Хочу войти без дум, без слов В зеленые благоуханья, Внимая птиц перекликаньям, Созвучьям шорохам и снов.
Хочу одно: печаль забыв, Идти в полях с улыбкой ясной, Встречая жизни самовластной Все исцеляющий призыв.
О, трепет ласковых берез И ветер неуемной воли! Ах, в область снеговых раздолий Я жизнь нечаянно занес.
Такая, видно, полоса. Но тяжелей мне год от года — Реки бесплодная коса, Задернутые небеса — Вся эта мертвая природа.
«Соловецкие острова», № 4–5, 1930.
Борис Евреинов
Смятенность
Стынут в урагане колокольни. Ветер бьет у кованых ворот. Я, крутой своей тоски невольник, Все иду сквозь колющий полет.
Мне пути заказаны далеко — Ограничен островом мой круг. И в пределах кованого срока Задержать стараюсь сердца стук.
Дни несутся быстрым ураганом, То как дроги похорон ползут... Я о прошлом думать не устану И о тех, кто стал дороже тут.
Ураган ревет и бьется в плаче. Заснеженных стен причудлив крап. Этими ль стенами обозначен Мой последний жизненный этап?
Что потом? В каком найду притоне Для тоски губительный исход? Иль бродяжнический дух погонит, Закружив, как льдину в ледоход?
Впереди туман и мгла. Колючий, Как вот этот рвущий ураган. Да иль нет?.. Шагаю через кучи. Да иль нет?.. Я ураганом пьян.
Снова в келью? Там уютна лампа. Там найдутся нужные слова. Там родней из «Калевалы» Сампо И привычна жесткая кровать.
Но тоски своей слепой невольник, Снова мимо кованых ворот Я иду. И стынут колокольни, И морской не весел хоровод.

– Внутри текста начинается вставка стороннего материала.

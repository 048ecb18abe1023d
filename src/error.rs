//! Error taxonomy.
//!
//! Only misconfiguration is fatal. Per-file and per-detector problems are
//! recovered locally and surface as data in [`crate::AnalysisResult`].

use thiserror::Error;

/// Invalid [`crate::AnalysisConfig`]. Raised before any file is read.
#[derive(Debug, Clone, PartialEq, Error)]
#[error("invalid configuration: `{field}` {reason}")]
pub struct ConfigurationError {
    pub field: String,
    pub reason: String,
}

impl ConfigurationError {
    pub fn new(field: impl Into<String>, reason: impl Into<String>) -> Self {
        Self {
            field: field.into(),
            reason: reason.into(),
        }
    }
}

/// A detector name was registered twice.
#[derive(Debug, Clone, PartialEq, Eq, Error)]
#[error("detector `{name}` is already registered")]
pub struct DuplicateDetectorError {
    pub name: String,
}

/// Setup failures raised by [`crate::Engine`] construction.
#[derive(Debug, Error)]
pub enum EngineError {
    #[error(transparent)]
    Configuration(#[from] ConfigurationError),
    #[error(transparent)]
    DuplicateDetector(#[from] DuplicateDetectorError),
}

/// A file could not be turned into a syntax tree.
#[derive(Debug, Clone, Error)]
#[error("failed to parse {path}: {reason}")]
pub struct ParseError {
    pub path: String,
    pub reason: String,
}

impl ParseError {
    pub fn new(path: impl Into<String>, reason: impl Into<String>) -> Self {
        Self {
            path: path.into(),
            reason: reason.into(),
        }
    }
}

/// An internal error raised by a single detector on a single unit.
#[derive(Debug, Clone, Error)]
pub enum DetectorError {
    #[error("{0}")]
    Internal(String),
    #[error("unsupported syntax: {0}")]
    Unsupported(String),
}

#[cfg(test)]
mod tests {
    use super::*;

    #[test]
    fn test_error_messages() {
        let err = ConfigurationError::new("duplication_threshold", "must be within (0, 1]");
        assert_eq!(
            err.to_string(),
            "invalid configuration: `duplication_threshold` must be within (0, 1]"
        );

        let dup = DuplicateDetectorError {
            name: "function_size".to_string(),
        };
        let engine: EngineError = dup.into();
        assert_eq!(
            engine.to_string(),
            "detector `function_size` is already registered"
        );
    }
}
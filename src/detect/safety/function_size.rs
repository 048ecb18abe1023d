//! Functions must fit on a printed page.

use crate::detect::types::{Category, SafetyRule, Severity, Violation};
use crate::detect::Detector;
use crate::error::DetectorError;
use crate::parser::{NodeKind, SourceUnit};

use super::violation;

const RULE: SafetyRule = SafetyRule::FunctionSize;

#[derive(Debug, Clone, Copy)]
pub struct FunctionSizeDetector {
    /// Maximum logical lines per function, inclusive.
    limit: u32,
}

impl FunctionSizeDetector {
    pub fn new(limit: u32) -> Self {
        Self { limit }
    }
}

impl Detector for FunctionSizeDetector {
    fn name(&self) -> &str {
        RULE.rule_id()
    }

    fn category(&self) -> Category {
        Category::Safety(RULE)
    }

    fn detect(&self, unit: &SourceUnit) -> Result<Vec<Violation>, DetectorError> {
        let mut violations = Vec::new();
        for func in unit.tree.descendants().filter(|n| n.kind == NodeKind::Function) {
            let span = func.span;
            let lines = unit.logical_lines_in(span.start_line, span.end_line);
            if lines <= self.limit {
                continue;
            }
            let name = func.name.as_deref().unwrap_or("<anonymous>");
            violations.push(
                violation(
                    RULE,
                    Severity::High,
                    unit,
                    &span,
                    format!(
                        "function `{}` has {} logical lines (limit {}), lines {}-{}",
                        name, lines, self.limit, span.start_line, span.end_line
                    ),
                )
                .with_fix(format!(
                    "extract helpers from `{}` until it has at most {} logical lines",
                    name, self.limit
                ))
                .in_function(Some(func)),
            );
        }
        Ok(violations)
    }
}

#[cfg(all(test, feature = "tree-sitter"))]
mod tests {
    use super::*;
    use crate::parser::Language;

    /// A Python function with exactly `body + 1` logical lines.
    fn function_with(body: usize) -> String {
        let mut source = String::from("def long_one(x):\n");
        for i in 0..body {
            source.push_str(&format!("    x = x + {}\n", i));
            if i % 10 == 0 {
                source.push_str("    # progress\n\n");
            }
        }
        source
    }

    #[test]
    fn test_limit_is_inclusive() {
        let at_limit = SourceUnit::from_source("a.py", Language::Python, function_with(59)).unwrap();
        assert!(FunctionSizeDetector::new(60).detect(&at_limit).unwrap().is_empty());

        let over = SourceUnit::from_source("b.py", Language::Python, function_with(60)).unwrap();
        let found = FunctionSizeDetector::new(60).detect(&over).unwrap();
        assert_eq!(found.len(), 1);
        assert!(found[0].message.contains("61 logical lines"));
        assert_eq!(found[0].severity, Severity::High);
        assert_eq!(found[0].line, 1);
    }

    #[test]
    fn test_nested_functions_counted_separately() {
        let source = "def outer():\n    def inner():\n        return 1\n    return inner\n";
        let unit = SourceUnit::from_source("c.py", Language::Python, source).unwrap();
        assert!(FunctionSizeDetector::new(3).detect(&unit).unwrap().len() == 1);
        assert!(FunctionSizeDetector::new(4).detect(&unit).unwrap().is_empty());
    }
}
//! Connascence of position: long positional parameter lists.

use crate::detect::syntax::{function_parameters, positional_arity};
use crate::detect::types::{Category, ConnascenceKind, Violation};
use crate::detect::Detector;
use crate::error::DetectorError;
use crate::parser::{NodeKind, SourceUnit};

use super::violation;

const KIND: ConnascenceKind = ConnascenceKind::Position;

#[derive(Debug, Clone, Copy)]
pub struct PositionDetector {
    /// Highest positional arity that is not reported.
    threshold: u32,
}

impl PositionDetector {
    pub fn new(threshold: u32) -> Self {
        Self { threshold }
    }
}

impl Detector for PositionDetector {
    fn name(&self) -> &str {
        KIND.rule_id()
    }

    fn category(&self) -> Category {
        Category::Connascence(KIND)
    }

    fn detect(&self, unit: &SourceUnit) -> Result<Vec<Violation>, DetectorError> {
        let mut violations = Vec::new();
        for func in unit.tree.descendants().filter(|n| n.kind == NodeKind::Function) {
            let Some(params) = function_parameters(func) else {
                continue;
            };
            let arity = positional_arity(unit, params) as u32;
            if arity <= self.threshold {
                continue;
            }
            let name = func.name.as_deref().unwrap_or("<anonymous>");
            violations.push(
                violation(
                    KIND,
                    unit,
                    &params.span,
                    format!(
                        "`{}` takes {} positional parameters (threshold {}); callers must match their order",
                        name, arity, self.threshold
                    ),
                )
                .with_fix(format!(
                    "group the parameters of `{}` into a parameter object or pass them by keyword",
                    name
                ))
                .in_function(Some(func)),
            );
        }
        Ok(violations)
    }
}

#[cfg(all(test, feature = "tree-sitter"))]
mod tests {
    use super::*;
    use crate::parser::Language;

    fn detect(language: Language, source: &str) -> Vec<Violation> {
        let unit = SourceUnit::from_source("test", language, source).unwrap();
        PositionDetector::new(3).detect(&unit).unwrap()
    }

    #[test]
    fn test_python_arity() {
        let source = r#"class Mailer:
    def send(self, to, subject, body):
        pass

    def send_all(self, to, cc, subject, body):
        pass

def kw(a, b, c, *, d, e):
    pass
"#;
        let found = detect(Language::Python, source);
        assert_eq!(found.len(), 1);
        assert!(found[0].message.starts_with("`send_all` takes 4"));
        assert_eq!(found[0].line, 5);
    }

    #[test]
    fn test_go_grouped_parameters() {
        let source = "package p\n\nfunc mix(a, b, c int, d string) {}\n";
        let found = detect(Language::Go, source);
        assert_eq!(found.len(), 1);
        assert!(found[0].message.contains("takes 4"));
    }

    #[test]
    fn test_c_void_and_rust_self() {
        assert!(detect(Language::C, "int run(void) { return 0; }\n").is_empty());
        let source = "impl S {\n    fn f(&self, a: u8, b: u8, c: u8) {}\n}\n";
        assert!(detect(Language::Rust, source).is_empty());
    }
}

«Соловецкие острова», № 2, 1925.
На мысе Толстик
У двух избушек старый крест, Скривившийся и обомшелый, Плетня разрушенного шест И моря переплеск несмелый.
В избушке пусто. Косари Давно ушли в места иные, И ветер шалый до зари Бьет дверью в косяки дверные.
Уходит в море долгий мыс Во власть пустынного прибоя. И лишь цвета небесных риз Манят причудливой игрою.
Вблизи болото. Дальний лес Укутан пеленой тумана. Скрипит под ветром жуткий крест — Свидетель многих ураганов.
И силуэты этих изб Мертво чернеют на просторе, Когда огни закатных риз Последний луч погасят в море.
19. 08. 25.
* * *
«В серенькие ненастные осенние дни безмерная, белесая, свинцово-стальная ширь «Белого моря студеного» действует... очень удручающе, особенно на новичков. Уже при одном взгляде на нее новый человек чувствует себя маленьким, приниженным, беспричинно-одиноким и беспомощным. Холодом и безнадежной печалью веет на него море и кажется ему, что он видит перед собою живое воплощение вселенской безмерной скорби». П. Л.
Литературные пародии Ю. Казарновского (кто и о чем из известных поэтов написал бы по прибытии на Соловки)
Игорь Северянин
В северном коттедже
«Я троегодно обуслонен, Коллегиально осужден...»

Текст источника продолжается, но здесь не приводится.